───── RECORDED DATA
//! Error types for rpcwire.
//!
//! Codec failures are reported through [`CodecError`], which always carries
//! the best-known [`Header`] so the connection layer can still route an error
//! response using the original `msg_id`/`session_id`.

use std::fmt;

use thiserror::Error;

use crate::protocol::Header;

/// Category of a codec failure.
#[derive(Debug, Clone, Copy, PartialEq, Eq)]
pub enum CodecErrorKind {
    /// Malformed frame: bad magic, unknown message type, unknown attribute
    /// type, unknown plugin id, truncated or inconsistent lengths.
    Format,
    /// Payload could not be serialized or deserialized.
    Serialization,
    /// Stream or compression I/O failure.
    Io,
}

impl fmt::Display for CodecErrorKind {
    fn fmt(&self, f: &mut fmt::Formatter<'_>) -> fmt::Result {
        match self {
            CodecErrorKind::Format => f.write_str("format"),
            CodecErrorKind::Serialization => f.write_str("serialization"),
            CodecErrorKind::Io => f.write_str("io"),
        }
    }
}

/// Error raised while encoding or decoding a frame.
#[derive(Debug, Error)]
#[error("codec {kind} error: {message}")]
pub struct CodecError {
    kind: CodecErrorKind,
    message: String,
    header: Option<Box<Header>>,
    #[source]
    source: Option<Box<dyn std::error::Error + Send + Sync>>,
}

impl CodecError {
    /// Create a format error.
    pub fn format(message: impl Into<String>) -> Self {
        Self {
            kind: CodecErrorKind::Format,
            message: message.into(),
            header: None,
            source: None,
        }
    }

    /// Create a serialization error wrapping the underlying serde failure.
    pub fn serialization<E>(message: impl Into<String>, source: E) -> Self
    where
        E: std::error::Error + Send + Sync + 'static,
    {
        Self {
            kind: CodecErrorKind::Serialization,
            message: message.into(),
            header: None,
            source: Some(Box::new(source)),
        }
    }

    /// Create an I/O error.
    pub fn io(source: std::io::Error) -> Self {
        Self {
            kind: CodecErrorKind::Io,
            message: source.to_string(),
            header: None,
            source: Some(Box::new(source)),
        }
    }

    /// Attach the header known at the time of failure.
    ///
    /// An already attached header is kept: it is the one closest to the failure.
    pub fn with_header(mut self, header: &Header) -> Self {
        if self.header.is_none() {
            self.header = Some(Box::new(header.clone()));
        }
        self
    }

    /// Failure category.
    #[inline]
    pub fn kind(&self) -> CodecErrorKind {
        self.kind
    }

    /// Human readable detail without the category prefix.
    pub fn message(&self) -> &str {
        &self.message
    }

    /// Header as far as it was decoded (or the header being encoded).
    pub fn header(&self) -> Option<&Header> {
        self.header.as_deref()
    }

    /// Check if this is a format violation.
    #[inline]
    pub fn is_format(&self) -> bool {
        self.kind == CodecErrorKind::Format
    }
}

/// Main error type for all rpcwire operations.
#[derive(Debug, Error)]
pub enum RpcError {
    /// I/O error on the underlying socket.
    #[error("I/O error: {0}")]
    Io(#[from] std::io::Error),

    /// Frame encode/decode failure.
    #[error(transparent)]
    Codec(#[from] CodecError),

    /// No response arrived before the deadline.
    #[error("request {msg_id} timed out after {timeout_ms}ms")]
    Timeout {
        /// Correlation id of the expired call.
        msg_id: u32,
        /// Effective timeout that elapsed.
        timeout_ms: u64,
    },

    /// Connection closed while the operation was in progress.
    #[error("Connection closed")]
    ConnectionClosed,

    /// Connect or bind failure.
    #[error("Connect error: {0}")]
    Connect(String),

    /// A pending call with this id is already registered.
    #[error("message id {0} is already pending")]
    DuplicateId(u32),

    /// Pending call was cancelled by the caller.
    #[error("request {0} cancelled")]
    Cancelled(u32),

    /// Illegal lifecycle transition.
    #[error("invalid state transition: {0}")]
    State(String),

    /// No handler registered for an inbound request type.
    #[error("Handler not found for message type: {0}")]
    HandlerNotFound(u8),

    /// Peer answered with an error response.
    #[error("remote error: {0}")]
    Remote(String),

    /// Protocol misuse (unexpected payload shape, wrong message polarity).
    #[error("Protocol error: {0}")]
    Protocol(String),

    /// Backpressure timeout - write buffer full.
    #[error("Backpressure timeout")]
    BackpressureTimeout,
}

impl RpcError {
    /// Check if this error is a timeout.
    #[inline]
    pub fn is_timeout(&self) -> bool {
        matches!(self, RpcError::Timeout { .. })
    }

    /// Check if this error reports a lost connection.
    #[inline]
    pub fn is_connection_closed(&self) -> bool {
        matches!(self, RpcError::ConnectionClosed)
    }
}

/// Result type alias using RpcError.
pub type Result<T> = std::result::Result<T, RpcError>;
──────────
▸ **WHAT IS EXPECTED**: Starting from the line with "matches!(self, RpcError::ConnectionClosed)", write out every remaining line of the data above exactly, the final line included, and nothing before it.

▸ **YOUR SOLUTION**:
        matches!(self, RpcError::ConnectionClosed)
    }
}

/// Result type alias using RpcError.
pub type Result<T> = std::result::Result<T, RpcError>;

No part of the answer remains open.